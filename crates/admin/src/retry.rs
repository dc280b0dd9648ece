//! Bounded exponential backoff for read-only lookups.
//!
//! Writes are never retried; only idempotent reads such as the
//! fulfillment-order lookup after order creation go through here.

use std::future::Future;
use std::time::Duration;

use serde::{Deserialize, Deserializer, Serialize, Serializer};

/// Backoff schedule: `max_attempts` tries, sleeping `initial_delay`,
/// `initial_delay * multiplier`, ... between them.
#[derive(Debug, Clone, Copy, PartialEq, Serialize, Deserialize)]
#[serde(default)]
pub struct RetryPolicy {
    /// Total attempts, including the first.
    pub max_attempts: u32,
    /// Delay before the second attempt, in milliseconds on the wire.
    #[serde(
        rename = "initial_delay_ms",
        serialize_with = "serialize_millis",
        deserialize_with = "deserialize_millis"
    )]
    pub initial_delay: Duration,
    /// Growth factor applied to each subsequent delay.
    pub multiplier: f64,
}

impl Default for RetryPolicy {
    fn default() -> Self {
        Self {
            max_attempts: 5,
            initial_delay: Duration::from_secs(3),
            multiplier: 1.5,
        }
    }
}

impl RetryPolicy {
    /// A policy that tries once and never sleeps.
    #[must_use]
    pub const fn once() -> Self {
        Self {
            max_attempts: 1,
            initial_delay: Duration::ZERO,
            multiplier: 1.0,
        }
    }

    /// Delay before attempt `attempt + 1` (zero-based `attempt` after the first try).
    #[must_use]
    pub fn delay_for(&self, attempt: u32) -> Duration {
        let exponent = i32::try_from(attempt).unwrap_or(i32::MAX);
        let factor = self.multiplier.max(1.0).powi(exponent);
        self.initial_delay.mul_f64(factor)
    }

    /// The sleeps between attempts; `max_attempts - 1` of them.
    pub fn delays(&self) -> impl Iterator<Item = Duration> + '_ {
        (0..self.max_attempts.saturating_sub(1)).map(|attempt| self.delay_for(attempt))
    }

    /// Sum of all sleeps if every attempt is used.
    #[must_use]
    pub fn total_delay(&self) -> Duration {
        self.delays().sum()
    }
}

fn serialize_millis<S: Serializer>(value: &Duration, serializer: S) -> Result<S::Ok, S::Error> {
    serializer.serialize_u64(u64::try_from(value.as_millis()).unwrap_or(u64::MAX))
}

fn deserialize_millis<'de, D: Deserializer<'de>>(deserializer: D) -> Result<Duration, D::Error> {
    u64::deserialize(deserializer).map(Duration::from_millis)
}

/// Run `operation` until `accept` approves its value or the policy is exhausted.
///
/// Returns the first accepted `Ok`. When every attempt is used up, returns the
/// last outcome as-is: an unaccepted value or the final error. Errors on
/// earlier attempts are logged and retried.
pub async fn retry_until<T, E, F, Fut, A>(
    policy: &RetryPolicy,
    mut operation: F,
    accept: A,
) -> Result<T, E>
where
    F: FnMut() -> Fut,
    Fut: Future<Output = Result<T, E>>,
    A: Fn(&T) -> bool,
    E: std::fmt::Display,
{
    let mut delays = policy.delays();
    let mut attempt: u32 = 1;
    loop {
        let outcome = operation().await;
        let accepted = matches!(&outcome, Ok(value) if accept(value));
        if accepted {
            return outcome;
        }

        let Some(delay) = delays.next() else {
            return outcome;
        };

        match &outcome {
            Ok(_) => tracing::debug!(attempt, ?delay, "Result not ready, retrying"),
            Err(e) => tracing::warn!(attempt, ?delay, error = %e, "Attempt failed, retrying"),
        }
        tokio::time::sleep(delay).await;
        attempt += 1;
    }
}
________________
What you give back must match the material word for word.

filename crates/admin/src/retry.rs
repository dc280b0dd9648ece
//! Bounded exponential backoff for read-only lookups.
//!
//! Writes are never retried; only idempotent reads such as the
//! fulfillment-order lookup after order creation go through here.

use std::future::Future;
use std::time::Duration;

use serde::{Deserialize, Deserializer, Serialize, Serializer};

/// Backoff schedule: `max_attempts` tries, sleeping `initial_delay`,
/// `initial_delay * multiplier`, ... between them.
#[derive(Debug, Clone, Copy, PartialEq, Serialize, Deserialize)]
#[serde(default)]
pub struct RetryPolicy {
    /// Total attempts, including the first.
    pub max_attempts: u32,
    /// Delay before the second attempt, in milliseconds on the wire.
    #[serde(
        rename = "initial_delay_ms",
        serialize_with = "serialize_millis",
        deserialize_with = "deserialize_millis"
    )]
    pub initial_delay: Duration,
    /// Growth factor applied to each subsequent delay.
    pub multiplier: f64,
}

impl Default for RetryPolicy {
    fn default() -> Self {
        Self {
            max_attempts: 5,
            initial_delay: Duration::from_secs(3),
            multiplier: 1.5,
        }
    }
}

impl RetryPolicy {
    /// A policy that tries once and never sleeps.
    #[must_use]
    pub const fn once() -> Self {
        Self {
            max_attempts: 1,
            initial_delay: Duration::ZERO,
            multiplier: 1.0,
        }
    }

    /// Delay before attempt `attempt + 1` (zero-based `attempt` after the first try).
    #[must_use]
    pub fn delay_for(&self, attempt: u32) -> Duration {
        let exponent = i32::try_from(attempt).unwrap_or(i32::MAX);
        let factor = self.multiplier.max(1.0).powi(exponent);
        self.initial_delay.mul_f64(factor)
    }

    /// The sleeps between attempts; `max_attempts - 1` of them.
    pub fn delays(&self) -> impl Iterator<Item = Duration> + '_ {
        (0..self.max_attempts.saturating_sub(1)).map(|attempt| self.delay_for(attempt))
    }

    /// Sum of all sleeps if every attempt is used.
    #[must_use]
    pub fn total_delay(&self) -> Duration {
        self.delays().sum()
    }
}

fn serialize_millis<S: Serializer>(value: &Duration, serializer: S) -> Result<S::Ok, S::Error> {
    serializer.serialize_u64(u64::try_from(value.as_millis()).unwrap_or(u64::MAX))
}

fn deserialize_millis<'de, D: Deserializer<'de>>(deserializer: D) -> Result<Duration, D::Error> {
    u64::deserialize(deserializer).map(Duration::from_millis)
}

/// Run `operation` until `accept` approves its value or the policy is exhausted.
///
/// Returns the first accepted `Ok`. When every attempt is used up, returns the
/// last outcome as-is: an unaccepted value or the final error. Errors on
/// earlier attempts are logged and retried.
pub async fn retry_until<T, E, F, Fut, A>(
    policy: &RetryPolicy,
    mut operation: F,
    accept: A,
) -> Result<T, E>
where
    F: FnMut() -> Fut,
    Fut: Future<Output = Result<T, E>>,
    A: Fn(&T) -> bool,
    E: std::fmt::Display,
{
    let mut delays = policy.delays();
    let mut attempt: u32 = 1;
    loop {
        let outcome = operation().await;
        let accepted = matches!(&outcome, Ok(value) if accept(value));
        if accepted {
            return outcome;
        }

        let Some(delay) = delays.next() else {
            return outcome;
        };

        match &outcome {
            Ok(_) => tracing::debug!(attempt, ?delay, "Result not ready, retrying"),
            Err(e) => tracing::warn!(attempt, ?delay, error = %e, "Attempt failed, retrying"),
        }
        tokio::time::sleep(delay).await;
        attempt += 1;
    }
}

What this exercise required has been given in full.